It’s a question we’re frequently asked. The short answer for most people is “no”. In the short term, receiving a dividend comes at the expense of the capital value of your shareholding; shares fall by roughly the dividend amount on the Ex-Dividend Date (if you ignored all other market forces).
Regardless, if you’d like to sell your shares and still get the dividend, hold onto them until the Ex-Dividend Date. Sell on or after the Ex-Dividend Date and you’ll still receive the dividend.
That’s the simple answer, but here is a little more information about interim and final share dividends and the various dates around their payment.
What is a Dividend?
A dividend is your share of the profits produced by the company that you are part owner of. When a company makes a profit, the company directors may decide to reinvest the profits back into the business or pay them out as a cash dividend either. The money is received as a cheque or direct into your bank account, at your election.
Some companies have share reinvestment plans, and if you’ve opted into such a plan, your dividend will be paid in the form of new shares.
Interim and Final Dividends
Many ASX companies pay dividends twice a year; Interim Dividends and Final Dividends. Dates vary, but many of the biggest companies pay an Interim Dividend around March and a Final Dividend in September or October.
Dividend Dates – what do they mean?
When a company announces a dividend, it will also announces the following 3 dates.
The ex-dividend date occurs first. You must have acquired your shares before the ex-dividend date in order to receive a dividend. If you acquired your shares on or after the ex-dividend date, the previous owner will receive the dividend. Sell your shares on or after the Ex-Dividend Date and you’ll receive the dividend.
2 days after the ex-dividend date is the Record Date. At 5pm on the Record Date a company closes its share register (list of shareholders) to confirm which shareholders are to receive the current dividend. In other words, ensuring the records are up to date with details of shareholders who qualified for a dividend on the ex-dividend date.

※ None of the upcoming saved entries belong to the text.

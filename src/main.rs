// src/main.rs

use buildrig::{BuildError, cli, logging, run, status_codes};

#[tokio::main]
async fn main() {
    let code = match run_main().await {
        Ok(code) => code,
        Err(err) => {
            eprintln!("buildrig error: {err:?}");
            err.downcast_ref::<BuildError>()
                .map(BuildError::exit_code)
                .unwrap_or(status_codes::FAILURE)
        }
    };
    std::process::exit(code);
}

async fn run_main() -> anyhow::Result<i32> {
    let args = cli::parse();
    logging::init_logging(args.log_level)?;
    if args.help {
        cli::print_help()?;
    }
    Ok(run(args.into()).await?)
}
// src/script/target_script.rs

use crate::context::TaskSession;
use crate::errors::Result;
use crate::script::{BuildScript, ScriptFuture, run_tree};
use crate::target::TargetTree;

/// Build script whose targets are declared by a Rust closure.
///
/// ```no_run
/// use buildrig::script::TargetScript;
/// use buildrig::{TargetTree, TaskSession};
///
/// let script = TargetScript::new(|tree: &mut TargetTree, _session: &TaskSession| {
///     tree.add_target("compile", |t| {
///         t.description("Compile sources")
///             .set_as_default()
///             .do_task("cargo build", |_ctx| Ok(()));
///     })?;
///     Ok(())
/// });
/// # let _ = script;
/// ```
pub struct TargetScript<F> {
    configure: F,
}

impl<F> TargetScript<F>
where
    F: Fn(&mut TargetTree, &TaskSession) -> Result<()> + Send + Sync,
{
    pub fn new(configure: F) -> Self {
        Self { configure }
    }
}

impl<F> BuildScript for TargetScript<F>
where
    F: Fn(&mut TargetTree, &TaskSession) -> Result<()> + Send + Sync,
{
    fn run(&self, session: TaskSession) -> ScriptFuture<'_> {
        Box::pin(async move {
            let mut tree = TargetTree::new();
            (self.configure)(&mut tree, &session)?;
            run_tree(tree, &session).await
        })
    }
}
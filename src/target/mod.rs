// src/target/mod.rs

//! Targets and the target tree.
//!
//! - [`definition`] is the builder a build script uses to declare a target.
//! - [`Target`] is the immutable, registered result.
//! - [`batch`] implements the join-point rule that interleaves synchronous
//!   and parallel work, for task groups and for dependency lists alike.
//! - [`tree`] owns every target, resolves dependencies and guarantees each
//!   target runs at most once per build run.
//! - [`validate`] checks the dependency graph (unknown names, cycles).

use std::sync::Arc;
use std::time::Instant;

use tracing::info;

use crate::context::TaskContext;
use crate::errors::{BuildError, Result};
use crate::task::TaskGroup;
use crate::types::{ExecutionMode, TargetName};

pub mod batch;
pub mod definition;
pub mod tree;
pub mod validate;

pub use definition::TargetDefinition;
pub use tree::TargetTree;

/// A registered target: name, presentation metadata, ordered dependencies and
/// ordered task groups. Immutable once registered.
#[derive(Debug)]
pub struct Target {
    name: TargetName,
    description: Option<String>,
    hidden: bool,
    dependencies: Vec<(TargetName, ExecutionMode)>,
    task_groups: Vec<TaskGroup>,
}

impl Target {
    pub fn name(&self) -> &str {
        &self.name
    }

    pub fn description(&self) -> Option<&str> {
        self.description.as_deref()
    }

    pub fn is_hidden(&self) -> bool {
        self.hidden
    }

    /// Dependencies in declaration order.
    pub fn dependencies(&self) -> &[(TargetName, ExecutionMode)] {
        &self.dependencies
    }

    pub fn task_groups(&self) -> &[TaskGroup] {
        &self.task_groups
    }

    /// Run this target: dependencies first, then the eligibility check (only
    /// when invoked directly), then every task group in order.
    pub(crate) async fn execute(
        &self,
        tree: &Arc<TargetTree>,
        ctx: &TaskContext,
        direct: bool,
    ) -> Result<()> {
        let ctx = ctx.for_target(&self.name);
        let started = Instant::now();

        info!(target_name = %self.name, "executing target");

        tree.mark_executed(&self.name);
        tree.resolve_dependencies(self, &ctx).await?;

        if direct {
            if let Some(allowed) = ctx.targets_to_execute() {
                if !allowed.iter().any(|name| *name == self.name) {
                    return Err(BuildError::TargetNotEligible(self.name.clone()));
                }
            }
        }

        batch::run_task_groups(&self.name, &self.task_groups, &ctx).await?;

        info!(
            target_name = %self.name,
            elapsed_ms = started.elapsed().as_millis() as u64,
            "target finished"
        );
        Ok(())
    }

    /// One line per task this target would execute, in order.
    pub fn task_descriptions(&self) -> Vec<String> {
        self.task_groups
            .iter()
            .flat_map(|g| g.tasks())
            .map(|entry| format!("{} ({})", entry.task.describe(), entry.mode))
            .collect()
    }
}
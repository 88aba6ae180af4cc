// src/task/group.rs

//! Task groups: ordered (task, mode) batches sharing error/finally hooks.

use std::fmt;
use std::sync::Arc;
use std::sync::atomic::{AtomicU64, Ordering};

use crate::context::TaskContext;
use crate::errors::BuildError;
use crate::task::Task;
use crate::types::ExecutionMode;

/// Hook invoked once with the triggering error when a group fails.
pub type ErrorHook = Arc<dyn Fn(&TaskContext, &BuildError) + Send + Sync>;

/// Hook invoked exactly once when a group finishes, successfully or not.
pub type FinallyHook = Arc<dyn Fn(&TaskContext) + Send + Sync>;

static NEXT_GROUP_ID: AtomicU64 = AtomicU64::new(1);

/// Identity of a task group within a target.
#[derive(Debug, Clone, PartialEq, Eq, Hash)]
pub struct GroupId(String);

impl GroupId {
    /// A process-wide unique id.
    pub fn fresh() -> Self {
        let n = NEXT_GROUP_ID.fetch_add(1, Ordering::Relaxed);
        GroupId(format!("group-{n}"))
    }

    pub fn as_str(&self) -> &str {
        &self.0
    }
}

impl From<&str> for GroupId {
    fn from(s: &str) -> Self {
        GroupId(s.to_string())
    }
}

impl From<String> for GroupId {
    fn from(s: String) -> Self {
        GroupId(s)
    }
}

impl fmt::Display for GroupId {
    fn fmt(&self, f: &mut fmt::Formatter<'_>) -> fmt::Result {
        f.write_str(&self.0)
    }
}

/// Handle returned by `TargetDefinition::start_group`; pass it back to
/// append further tasks to the same logical group.
#[derive(Debug, Clone, PartialEq, Eq)]
pub struct GroupHandle {
    pub(crate) id: GroupId,
}

impl GroupHandle {
    pub fn id(&self) -> &GroupId {
        &self.id
    }
}

/// A task together with the mode it was placed with.
#[derive(Clone)]
pub struct TaskEntry {
    pub task: Arc<dyn Task>,
    pub mode: ExecutionMode,
}

impl fmt::Debug for TaskEntry {
    fn fmt(&self, f: &mut fmt::Formatter<'_>) -> fmt::Result {
        f.debug_struct("TaskEntry")
            .field("task", &self.task.describe())
            .field("mode", &self.mode)
            .finish()
    }
}

/// Ordered batch of tasks; insertion order is execution order.
#[derive(Clone)]
pub struct TaskGroup {
    id: GroupId,
    tasks: Vec<TaskEntry>,
    on_error: Option<ErrorHook>,
    on_finally: Option<FinallyHook>,
}

impl TaskGroup {
    /// Empty group with a freshly generated id.
    pub fn new() -> Self {
        Self::with_id(GroupId::fresh())
    }

    pub fn with_id(id: impl Into<GroupId>) -> Self {
        Self {
            id: id.into(),
            tasks: Vec::new(),
            on_error: None,
            on_finally: None,
        }
    }

    pub fn on_error<F>(mut self, hook: F) -> Self
    where
        F: Fn(&TaskContext, &BuildError) + Send + Sync + 'static,
    {
        self.on_error = Some(Arc::new(hook));
        self
    }

    pub fn on_finally<F>(mut self, hook: F) -> Self
    where
        F: Fn(&TaskContext) + Send + Sync + 'static,
    {
        self.on_finally = Some(Arc::new(hook));
        self
    }

    /// Append a task; the only supported mutation once tasks exist.
    pub fn push(&mut self, task: Arc<dyn Task>, mode: ExecutionMode) {
        self.tasks.push(TaskEntry { task, mode });
    }

    /// Merge `other` into this group: its tasks are appended in order and its
    /// hooks fill in any hook this group does not have yet.
    pub(crate) fn absorb(&mut self, other: TaskGroup) {
        self.tasks.extend(other.tasks);
        if self.on_error.is_none() {
            self.on_error = other.on_error;
        }
        if self.on_finally.is_none() {
            self.on_finally = other.on_finally;
        }
    }

    pub fn id(&self) -> &GroupId {
        &self.id
    }

    pub fn tasks(&self) -> &[TaskEntry] {
        &self.tasks
    }

    pub fn len(&self) -> usize {
        self.tasks.len()
    }

    pub fn is_empty(&self) -> bool {
        self.tasks.is_empty()
    }

    pub(crate) fn notify_error(&self, ctx: &TaskContext, err: &BuildError) {
        if let Some(hook) = &self.on_error {
            hook(ctx, err);
        }
    }

    pub(crate) fn notify_finally(&self, ctx: &TaskContext) {
        if let Some(hook) = &self.on_finally {
            hook(ctx);
        }
    }
}

impl Default for TaskGroup {
    fn default() -> Self {
        Self::new()
    }
}

impl fmt::Debug for TaskGroup {
    fn fmt(&self, f: &mut fmt::Formatter<'_>) -> fmt::Result {
        f.debug_struct("TaskGroup")
            .field("id", &self.id)
            .field("tasks", &self.tasks)
            .field("on_error", &self.on_error.is_some())
            .field("on_finally", &self.on_finally.is_some())
            .finish()
    }
}

#[cfg(test)]
mod tests {
    use super::*;
    use crate::task::FnTask;

    fn noop(name: &str) -> Arc<dyn Task> {
        Arc::new(FnTask::new(name, |_ctx: &TaskContext| Ok(())))
    }

    #[test]
    fn fresh_ids_are_unique() {
        assert_ne!(TaskGroup::new().id(), TaskGroup::new().id());
    }

    #[test]
    fn absorb_appends_and_keeps_existing_hooks() {
        let mut first = TaskGroup::with_id("pack").on_finally(|_ctx| {});
        first.push(noop("a"), ExecutionMode::Synchronous);

        let mut second = TaskGroup::with_id("pack").on_error(|_ctx, _err| {});
        second.push(noop("b"), ExecutionMode::Parallel);

        first.absorb(second);

        let names: Vec<String> = first.tasks().iter().map(|e| e.task.describe()).collect();
        assert_eq!(names, vec!["a", "b"]);
        assert!(first.on_error.is_some());
        assert!(first.on_finally.is_some());
    }
}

The Date Payable is the date on which a company’s dividend is paid to shareholders; usually between 2 and 8 weeks after the ex-dividend date. Funds will be transferred to you via direct debit or a cheque will be sent on this date. If you’ve opted into a dividend reinvestment plan, you’ll receive new shares in lieu of payment around this date.
Cum-Dividend vs Ex-Dividend
You may have seen ‘CD’ and ‘XD’ next to the share price? This stands for Cum-Dividend and Ex-Dividend. If you acquire a stock shortly before the ex-dividend date, the stock is cum-dividend and you’re eligible to receive the dividend if you keep it until the ex-dividend date. Once the stock is XD or ex-dividend you can sell your shares and still receive the recently announced dividend.
All things being equal, the price of a share will fall on the ex-dividend date by the amount of the dividend.
www.dividendharvester.com.au provides a good place to see what upcoming dividends there are.
Wait for a Dividend or Sell Now?
In some ways a dividend payment is a false economy. If you wait to sell on or after the ex-dividend date, sure yes, you receive a dividend, but at the expense of the value of your shareholding. On the Ex-Dividend date, the price of a share falls by roughly the dividend amount – all other things being equal.
By “all other things being equal”, I mean the share price may fall by more or less than the dividend, but the share price change that is different to the dividend amount would have happened anyway. Lets say US markets went up 1% overnight, we would expect most Australian shares to put on gains for the day. If a share went ex-dividend on such a day, it may in fact not fall in price, but in the absence of a dividend being entitled on that day, the price would have increased. So in effect, the price did fall – “all other things being equal”.
For most people, it is not rational to time delay their share sale to capture a dividend.
There are some minor tax consideration, but these will not be material for most people with relatively small shareholdings.
Bottom line – if you want to sell your shares, sell them!
Commonwealth Bank Example
Let’s look at Commonwealth Bank share dividends as an example. They ordinarily pay dividends twice a year; an interim dividend in March and a final dividend in October.
Commonwealth Bank dividend payments – financial year 2015/16 (2016 financial year example):
|Ex-Dividend Date||Record Date||Date Payable||Dividend Amount||Type|
Let’s say you have 1,000 Commonwealth Bank shares.
Example A – Final Dividend:
If you sold your 1,000 shares before 18 August 2015 you would not be entitled to the subsequent dividend.
Example B – Final Dividend:
If you sold your 1,000 shares on or after 18 August 2015 you would have received:
- Final Dividend 1,000 shares x $2.22 = $2,220 dividend, but the price of the shares would have fallen by $2.22 on the ex-dividend date (below where it would have been in the absence of a dividend) therefore your shares would have been worth $2,220 less.
So waiting for a dividend doesn’t always make sense financially; if you want to sell your shares, sell them!